This is not a book to give to friends and relations who ask you “How the heck does GPS work?” It does spend a bit of time on that subject, a very little bit. Neither is it a history of GPS. Author Greg Milner spends a bit more time on that topic, and his direct sources are impeccable. The major portion of the book is devoted to “contemporary history,” if there is such a thing: the sprawling tentacle-like growth of GPS into many industries and aspects of modern life.

Milner does not chronicle every one or even a plurality of these diverse fields. One gets the feeling he pretty much followed his journalistic nose into whatever interested him. Sections explore early receiver development, electrical power, financial markets, tracking (both personal and fleet), agriculture with a focus on the sugar beet, auto navigation,   and a few more. Throughout, Milner pushes forward anecdotes — personal recollection of many, many diverse contributors and benefitees, or in a few cases, victims. One chapter bears the title “Death by GPS.”
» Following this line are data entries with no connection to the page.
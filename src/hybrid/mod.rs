//! Hybrid real + synthesized topology.
//!
//! [`HybridMerger`] keeps the authoritative entity set. Real entities come in
//! through [`HybridMerger::update_infrastructure_entities`]; gaps against the
//! desired topology are filled with placeholders from an
//! [`EntityFactory`](crate::core::EntityFactory) and a
//! [`PatternGenerator`](crate::core::PatternGenerator).

mod merger;

pub use merger::{FillSummary, HybridMerger, RefreshSummary, SourceCounts};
He takes long, looping sidetrips that are always interesting, far though they may wander. The most notable case is that of Polynesian cross-Pacific navigation, a mental construct called etak, which takes up, at length, the first chapter of the book. We become aware that possibly what interests Milner most is navigation as a state of mind. He attempts to tie it all together at the end; it doesn’t quite work, but the many questions he raises along the way are certainly worth pondering.

Two examples, only pages apart. In an investigation of the legality and Constitutional issues of tracking and surveillance by law enforcement, he states: “GPS provides the possibility of omniscience, unlike any previous technology. There is nothing ‘natural’ about using GPS to keep a continuous inventory of the world’s moving parts. It reflects a choice, a conscious application of a neutral technology . . . GPS itself is a blank slate onto which we project our desires.”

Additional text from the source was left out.